[Data excerpts]
=== Section Start ===
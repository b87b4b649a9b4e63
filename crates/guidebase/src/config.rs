use anyhow::{Context, Result};
use serde::Deserialize;
use std::path::{Path, PathBuf};

use guidebase_core::chunk::DEFAULT_MAX_TOKENS;
use guidebase_core::html::DEFAULT_CONTAINER;
use guidebase_core::retrieve::{DEFAULT_RESULT_LIMIT, DEFAULT_SIMILARITY_THRESHOLD};

#[derive(Debug, Deserialize, Clone)]
pub struct Config {
    pub db: DbConfig,
    #[serde(default)]
    pub chunking: ChunkingConfig,
    #[serde(default)]
    pub retrieval: RetrievalConfig,
    #[serde(default)]
    pub embedding: EmbeddingConfig,
    #[serde(default)]
    pub ingest: IngestConfig,
    #[serde(default)]
    pub chat: ChatConfig,
    pub server: ServerConfig,
}

#[derive(Debug, Deserialize, Clone)]
pub struct DbConfig {
    pub path: PathBuf,
}

#[derive(Debug, Deserialize, Clone)]
pub struct ChunkingConfig {
    #[serde(default = "default_max_tokens")]
    pub max_tokens: usize,
    /// CSS selector of the HTML content container the chunker operates in.
    #[serde(default = "default_html_container")]
    pub html_container: String,
}

impl Default for ChunkingConfig {
    fn default() -> Self {
        Self {
            max_tokens: default_max_tokens(),
            html_container: default_html_container(),
        }
    }
}

fn default_max_tokens() -> usize {
    DEFAULT_MAX_TOKENS
}
fn default_html_container() -> String {
    DEFAULT_CONTAINER.to_string()
}

#[derive(Debug, Deserialize, Clone)]
pub struct RetrievalConfig {
    /// Rows must score strictly above this to be returned.
    #[serde(default = "default_similarity_threshold")]
    pub similarity_threshold: f64,
    /// Maximum rows per retrieval.
    #[serde(default = "default_result_limit")]
    pub limit: usize,
}

impl Default for RetrievalConfig {
    fn default() -> Self {
        Self {
            similarity_threshold: default_similarity_threshold(),
            limit: default_result_limit(),
        }
    }
}

fn default_similarity_threshold() -> f64 {
    DEFAULT_SIMILARITY_THRESHOLD
}
fn default_result_limit() -> usize {
    DEFAULT_RESULT_LIMIT
}

/// Provider settings for both embedding pipelines. The text and multimodal
/// pipelines are independent: each has its own provider, model, and fixed
/// dimensionality, and the dims must match the table the pipeline writes
/// to and queries.
#[derive(Debug, Deserialize, Clone)]
pub struct EmbeddingConfig {
    #[serde(default = "default_text_provider")]
    pub text: ProviderConfig,
    #[serde(default = "default_multimodal_provider")]
    pub multimodal: ProviderConfig,
}

impl Default for EmbeddingConfig {
    fn default() -> Self {
        Self {
            text: default_text_provider(),
            multimodal: default_multimodal_provider(),
        }
    }
}

#[derive(Debug, Deserialize, Clone)]
pub struct ProviderConfig {
    /// `"gemini"`, `"voyage"`, or `"stub"` (deterministic offline vectors).
    pub provider: String,
    pub model: String,
    pub dims: usize,
    /// Override the provider's API base URL.
    #[serde(default)]
    pub url: Option<String>,
    #[serde(default = "default_timeout_secs")]
    pub timeout_secs: u64,
}

impl Default for ProviderConfig {
    fn default() -> Self {
        default_text_provider()
    }
}

fn default_text_provider() -> ProviderConfig {
    ProviderConfig {
        provider: "gemini".to_string(),
        model: "text-embedding-004".to_string(),
        dims: 768,
        url: None,
        timeout_secs: default_timeout_secs(),
    }
}

fn default_multimodal_provider() -> ProviderConfig {
    ProviderConfig {
        provider: "voyage".to_string(),
        model: "voyage-multimodal-3".to_string(),
        dims: 1024,
        url: None,
        timeout_secs: default_timeout_secs(),
    }
}

fn default_timeout_secs() -> u64 {
    30
}

#[derive(Debug, Deserialize, Clone)]
pub struct IngestConfig {
    /// Insert a resource and its chunks in one transaction. `false`
    /// restores the legacy two-write behavior, which can leave an orphaned
    /// resource if the chunk insert fails.
    #[serde(default = "default_transactional")]
    pub transactional: bool,
}

impl Default for IngestConfig {
    fn default() -> Self {
        Self {
            transactional: default_transactional(),
        }
    }
}

fn default_transactional() -> bool {
    true
}

#[derive(Debug, Deserialize, Clone)]
pub struct ChatConfig {
    /// Maximum retrieval-tool invocations one chat turn may perform.
    #[serde(default = "default_max_steps")]
    pub max_steps: usize,
    /// Which pipeline the `get_information` tool serves: `"text"` or
    /// `"multimodal"`. The two output shapes are never mixed in one
    /// deployment.
    #[serde(default = "default_pipeline")]
    pub pipeline: String,
}

impl Default for ChatConfig {
    fn default() -> Self {
        Self {
            max_steps: default_max_steps(),
            pipeline: default_pipeline(),
        }
    }
}

fn default_max_steps() -> usize {
    5
}
fn default_pipeline() -> String {
    "text".to_string()
}

#[derive(Debug, Deserialize, Clone)]
pub struct ServerConfig {
    pub bind: String,
}

pub fn load_config(path: &Path) -> Result<Config> {
    let content = std::fs::read_to_string(path)
        .with_context(|| format!("Failed to read config file: {}", path.display()))?;

    let config: Config = toml::from_str(&content).with_context(|| "Failed to parse config file")?;

    if config.chunking.max_tokens == 0 {
        anyhow::bail!("chunking.max_tokens must be > 0");
    }

    if config.retrieval.limit < 1 {
        anyhow::bail!("retrieval.limit must be >= 1");
    }
    if !(-1.0..=1.0).contains(&config.retrieval.similarity_threshold) {
        anyhow::bail!("retrieval.similarity_threshold must be in [-1.0, 1.0]");
    }

    for (name, provider) in [
        ("embedding.text", &config.embedding.text),
        ("embedding.multimodal", &config.embedding.multimodal),
    ] {
        if provider.dims == 0 {
            anyhow::bail!("{name}.dims must be > 0");
        }
        if provider.model.is_empty() {
            anyhow::bail!("{name}.model must not be empty");
        }
        match provider.provider.as_str() {
            "gemini" | "voyage" | "stub" => {}
            other => anyhow::bail!(
                "Unknown embedding provider: '{other}'. Must be gemini, voyage, or stub."
            ),
        }
    }

    if config.chat.max_steps < 1 {
        anyhow::bail!("chat.max_steps must be >= 1");
    }
    match config.chat.pipeline.as_str() {
        "text" | "multimodal" => {}
        other => anyhow::bail!("Unknown chat.pipeline: '{other}'. Must be text or multimodal."),
    }

    Ok(config)
}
=== Section End ===
**TASK DETAILS**
Filter the records above for the string "dims" and copy each matching line.

**SOLUTION TO THIS PROBLEM**
/// dimensionality, and the dims must match the table the pipeline writes
    pub dims: usize,
        dims: 768,
        dims: 1024,
        if provider.dims == 0 {
            anyhow::bail!("{name}.dims must be > 0");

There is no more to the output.